📊 Full opportunity report: When AI Builds Itself: Inside Anthropic’s Evidence on Recursive Self-Improvement on ThorstenMeyerAI.com — validation score, market gap, and execution plan.
TL;DR
Anthropic’s new report provides data showing AI is already automating parts of AI development, with potential for self-improvement if human oversight is eliminated. The evidence is based on internal benchmarks and publicly available data, but key uncertainties remain.
Anthropic has released a detailed analysis suggesting that AI systems are increasingly capable of automating significant portions of AI research and development, with data indicating rapid progress toward recursive self-improvement.
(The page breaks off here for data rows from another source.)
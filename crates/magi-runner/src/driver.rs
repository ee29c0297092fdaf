//! Per-session driver task
//!
//! Owns the PTY, the child process and all per-session state. Every timer
//! (silence, batch, forced kill) is a deadline polled in one `select!` loop,
//! so a session never has more than one pending timer of each kind.
//!
//! Events go to an ordered outbox first and are handed to the channel as
//! capacity frees up. A consumer that stops polling pauses PTY reads but
//! never the deadlines or control messages, so `kill()` stays bounded.

use crate::batch::Batcher;
use crate::decode::Utf8Decoder;
use crate::error::{Error, Result};
use crate::event::{SessionOutcome, StreamEvent, Termination};
use crate::options::RunnerOptions;
use crate::pipeline::{contain_panic, LinePipeline, PipelineOutput};
use crate::session::{Control, SessionState};
use pty_process::{OwnedReadPty, OwnedWritePty};
use std::collections::VecDeque;
use std::time::Duration;
use tokio::io::{AsyncReadExt, AsyncWriteExt};
use tokio::process::Child;
use tokio::sync::{mpsc, watch};
use tokio::time::{sleep_until, timeout, Instant};
use tracing::{debug, error, info, warn};

const READ_BUFFER_SIZE: usize = 4096;

/// Per-read timeout while draining output after the process exited.
const DRAIN_READ_TIMEOUT: Duration = Duration::from_millis(100);

fn far_future() -> Instant {
    Instant::now() + Duration::from_secs(86_400 * 365)
}

pub(crate) struct Driver {
    id: String,
    reader: OwnedReadPty,
    writer: OwnedWritePty,
    child: Child,
    pipeline: LinePipeline,
    batcher: Batcher,
    decoder: Utf8Decoder,
    events: mpsc::Sender<StreamEvent>,
    outbox: VecDeque<StreamEvent>,
    outbox_limit: usize,
    control: mpsc::UnboundedReceiver<Control>,
    state: watch::Sender<SessionState>,
    silence_timeout: Duration,
    grace_period: Duration,
    exit_input: String,
    emit_complete: bool,
    order: u64,
    emitted_chars: usize,
    termination: Option<Termination>,
    exit_requested: bool,
    kill_deadline: Option<Instant>,
    consumer_gone: bool,
}

impl Driver {
    #[allow(clippy::too_many_arguments)]
    pub fn new(
        id: String,
        options: &RunnerOptions,
        reader: OwnedReadPty,
        writer: OwnedWritePty,
        child: Child,
        events: mpsc::Sender<StreamEvent>,
        control: mpsc::UnboundedReceiver<Control>,
        state: watch::Sender<SessionState>,
    ) -> Self {
        Self {
            id,
            reader,
            writer,
            child,
            pipeline: LinePipeline::new(options.pipeline_config()),
            batcher: Batcher::new(options.batch_schedule.clone()),
            decoder: Utf8Decoder::default(),
            events,
            outbox: VecDeque::new(),
            outbox_limit: options.event_capacity.max(1),
            control,
            state,
            silence_timeout: options.silence_timeout,
            grace_period: options.grace_period,
            exit_input: options.exit_input.clone(),
            emit_complete: options.emit_complete,
            order: 0,
            emitted_chars: 0,
            termination: None,
            exit_requested: false,
            kill_deadline: None,
            consumer_gone: false,
        }
    }

    pub async fn run(mut self) -> Result<SessionOutcome> {
        let started = std::time::Instant::now();
        self.emit(StreamEvent::Start {
            session_id: self.id.clone(),
        });
        if self.pipeline.is_ready() {
            self.advance(SessionState::Streaming);
        }

        let mut buf = [0u8; READ_BUFFER_SIZE];
        let mut silence_deadline = Instant::now() + self.silence_timeout;
        let mut output_open = true;
        let mut control_open = true;

        let status = loop {
            let batch_deadline = self.batcher.deadline();
            let kill_deadline = self.kill_deadline;
            let backlogged = self.outbox.len() >= self.outbox_limit;
            let events = self.events.clone();

            tokio::select! {
                permit = events.reserve(), if !self.outbox.is_empty() && !self.consumer_gone => {
                    let delivered = permit
                        .map(|permit| {
                            if let Some(event) = self.outbox.pop_front() {
                                permit.send(event);
                            }
                        })
                        .is_ok();
                    if !delivered {
                        self.consumer_dropped().await;
                    } else if backlogged {
                        // Silence measures the tool, not a slow consumer
                        silence_deadline = Instant::now() + self.silence_timeout;
                    }
                }
                read = self.reader.read(&mut buf), if output_open && !backlogged => match read {
                    Ok(n) if n > 0 => {
                        silence_deadline = Instant::now() + self.silence_timeout;
                        self.handle_bytes(&buf[..n]).await;
                    }
                    // EOF, or EIO once the child side of the PTY closes
                    _ => output_open = false,
                },
                status = self.child.wait() => break status,
                _ = sleep_until(silence_deadline), if !self.exit_requested && !backlogged => {
                    warn!(
                        session_id = %self.id,
                        timeout_ms = self.silence_timeout.as_millis() as u64,
                        "No output within silence timeout"
                    );
                    self.request_exit(Termination::Silence).await;
                }
                _ = sleep_until(batch_deadline.unwrap_or_else(far_future)), if batch_deadline.is_some() => {
                    self.flush_delta().await;
                }
                _ = sleep_until(kill_deadline.unwrap_or_else(far_future)), if kill_deadline.is_some() => {
                    warn!(session_id = %self.id, "Grace period elapsed, killing process");
                    if let Err(e) = self.child.start_kill() {
                        debug!(session_id = %self.id, error = %e, "Kill failed");
                    }
                    self.kill_deadline = None;
                }
                _ = events.closed(), if !self.consumer_gone => self.consumer_dropped().await,
                control = self.control.recv(), if control_open => match control {
                    Some(control) => self.handle_control(control).await,
                    None => control_open = false,
                },
            }
        };

        if output_open {
            self.drain_output(&mut buf).await;
        }
        self.finish_output().await;

        let exit_code = match &status {
            Ok(status) => Some(status.code().unwrap_or(-1)),
            Err(e) => {
                error!(session_id = %self.id, error = %e, "Failed to wait for process");
                None
            }
        };
        let outcome = SessionOutcome {
            session_id: self.id.clone(),
            exit_code,
            termination: self.termination.unwrap_or(Termination::Exited),
            accepted_lines: self.pipeline.accepted_lines(),
            emitted_chars: self.emitted_chars,
            duration: started.elapsed(),
        };

        info!(
            session_id = %self.id,
            exit_code = ?outcome.exit_code,
            termination = %outcome.termination,
            accepted_lines = outcome.accepted_lines,
            duration_ms = outcome.duration.as_millis() as u64,
            "Session exited"
        );

        // The process is gone; what is left is delivery
        self.advance(SessionState::Exited);
        self.deliver_outbox().await;
        Ok(outcome)
    }

    /// Hand every queued event to the channel, waiting for the consumer.
    async fn deliver_outbox(&mut self) {
        while let Some(event) = self.outbox.pop_front() {
            if self.consumer_gone || self.events.send(event).await.is_err() {
                self.outbox.clear();
                return;
            }
        }
    }

    /// Read what is left in the PTY once the process is gone.
    async fn drain_output(&mut self, buf: &mut [u8]) {
        loop {
            match timeout(DRAIN_READ_TIMEOUT, self.reader.read(buf)).await {
                Ok(Ok(n)) if n > 0 => self.handle_bytes(&buf[..n]).await,
                _ => break,
            }
        }
    }

    /// Process the trailing partial line and emit the final event.
    async fn finish_output(&mut self) {
        let tail = self.decoder.finish();
        if !tail.is_empty() {
            self.handle_text(&tail).await;
        }
        match contain_panic(|| self.pipeline.finish()) {
            Ok(outputs) => self.apply(outputs).await,
            Err(e) => {
                let accepted = self.pipeline.take_pending();
                self.apply(accepted).await;
                self.processing_failed(e).await;
            }
        }

        if self.emit_complete {
            let content = self.batcher.drain();
            self.emitted_chars += content.chars().count();
            let order = self.next_order();
            self.emit(StreamEvent::Complete {
                session_id: self.id.clone(),
                content,
                order,
            });
        } else {
            self.flush_delta().await;
        }
    }

    async fn handle_bytes(&mut self, bytes: &[u8]) {
        let text = self.decoder.decode(bytes);
        if !text.is_empty() {
            self.handle_text(&text).await;
        }
    }

    async fn handle_text(&mut self, text: &str) {
        match contain_panic(|| self.pipeline.feed(text)) {
            Ok(outputs) => self.apply(outputs).await,
            Err(e) => {
                let accepted = self.pipeline.take_pending();
                self.apply(accepted).await;
                self.processing_failed(e).await;
            }
        }
    }

    async fn apply(&mut self, outputs: Vec<PipelineOutput>) {
        for output in outputs {
            match output {
                PipelineOutput::Accepted(mut line) => {
                    line.push('\n');
                    self.batcher.push(&line, Instant::now());
                }
                PipelineOutput::Signal(signal) => {
                    debug!(session_id = %self.id, rule = %signal.rule, value = %signal.value, "Signal");
                    self.emit(StreamEvent::SideChannel {
                        session_id: self.id.clone(),
                        content: format!("{}: {}", signal.rule, signal.value),
                    });
                }
                PipelineOutput::Console(line) => {
                    self.emit(StreamEvent::SideChannel {
                        session_id: self.id.clone(),
                        content: line,
                    });
                }
                PipelineOutput::Ready => {
                    info!(session_id = %self.id, "Readiness reached, streaming output");
                    self.advance(SessionState::Streaming);
                }
                PipelineOutput::ExitRequested => {
                    info!(session_id = %self.id, "Completion sentinel seen");
                    self.request_exit(Termination::Sentinel).await;
                }
            }
        }
    }

    async fn processing_failed(&mut self, e: Error) {
        error!(session_id = %self.id, error = %e, "Output processing failed");
        self.emit(StreamEvent::Error {
            session_id: self.id.clone(),
            error: e.to_string(),
        });
        self.request_exit(Termination::ProcessingError).await;
    }

    async fn handle_control(&mut self, control: Control) {
        match control {
            Control::Kill => self.request_exit(Termination::Cancelled).await,
            Control::Write(input) => {
                if let Err(e) = self.writer.write_all(input.as_bytes()).await {
                    warn!(session_id = %self.id, error = %e, "Failed to write input");
                }
            }
            Control::Resize { cols, rows } => {
                if let Err(e) = self.writer.resize(pty_process::Size::new(rows, cols)) {
                    warn!(session_id = %self.id, error = %e, "Failed to resize terminal");
                }
            }
        }
    }

    /// Write the exit input once and arm the forced-kill deadline.
    async fn request_exit(&mut self, reason: Termination) {
        if self.exit_requested {
            return;
        }
        self.exit_requested = true;
        self.termination.get_or_insert(reason);
        self.advance(SessionState::ExitRequested);
        info!(session_id = %self.id, reason = %reason, "Requesting graceful exit");

        self.pipeline.expect_echo(&self.exit_input);
        if let Err(e) = self.writer.write_all(self.exit_input.as_bytes()).await {
            debug!(session_id = %self.id, error = %e, "Failed to write exit input");
        }
        self.kill_deadline = Some(Instant::now() + self.grace_period);
    }

    async fn flush_delta(&mut self) {
        if let Some(content) = self.batcher.flush() {
            self.emitted_chars += content.chars().count();
            let order = self.next_order();
            self.emit(StreamEvent::Delta {
                session_id: self.id.clone(),
                content,
                order,
            });
        }
    }

    fn next_order(&mut self) -> u64 {
        let order = self.order;
        self.order += 1;
        order
    }

    /// Queue an event for delivery in order.
    fn emit(&mut self, event: StreamEvent) {
        if !self.consumer_gone {
            self.outbox.push_back(event);
        }
    }

    async fn consumer_dropped(&mut self) {
        self.consumer_gone = true;
        self.outbox.clear();
        debug!(session_id = %self.id, "Event stream dropped, cancelling session");
        self.request_exit(Termination::Cancelled).await;
    }

    fn advance(&self, to: SessionState) {
        self.state.send_if_modified(|current| {
            if to > *current {
                *current = to;
                true
            } else {
                false
            }
        });
    }
}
This development, if fully realized, could accelerate AI advancement beyond current human-led processes, making it a critical point for understanding future AI capabilities and risks.
The report from The Anthropic Institute presents internal data and public benchmarks showing AI models like Claude have significantly increased their ability to perform research tasks independently. For example, Anthropic engineers now ship eight times more code per quarter than in 2021–2025, and AI models have demonstrated the capacity to handle increasingly complex tasks, from fixing bugs to reproducing research results.
Public benchmarks such as METR and SWE-bench show AI’s ability to perform tasks that previously required days of human effort, with models now capable of handling tasks spanning hours to days. These trends suggest a rapid acceleration in AI capabilities, with the potential to reach levels where AI can design and improve itself without human intervention, though key gaps remain, especially in goal-setting and research taste.
When AI builds itself
Anthropic is delegating a growing share of AI development to AI. Taken far enough, that points to a system that designs its own successor — recursive self-improvement. Not here yet, not inevitable. But the case isn’t speculation: it’s data on what AI is doing to AI development right now.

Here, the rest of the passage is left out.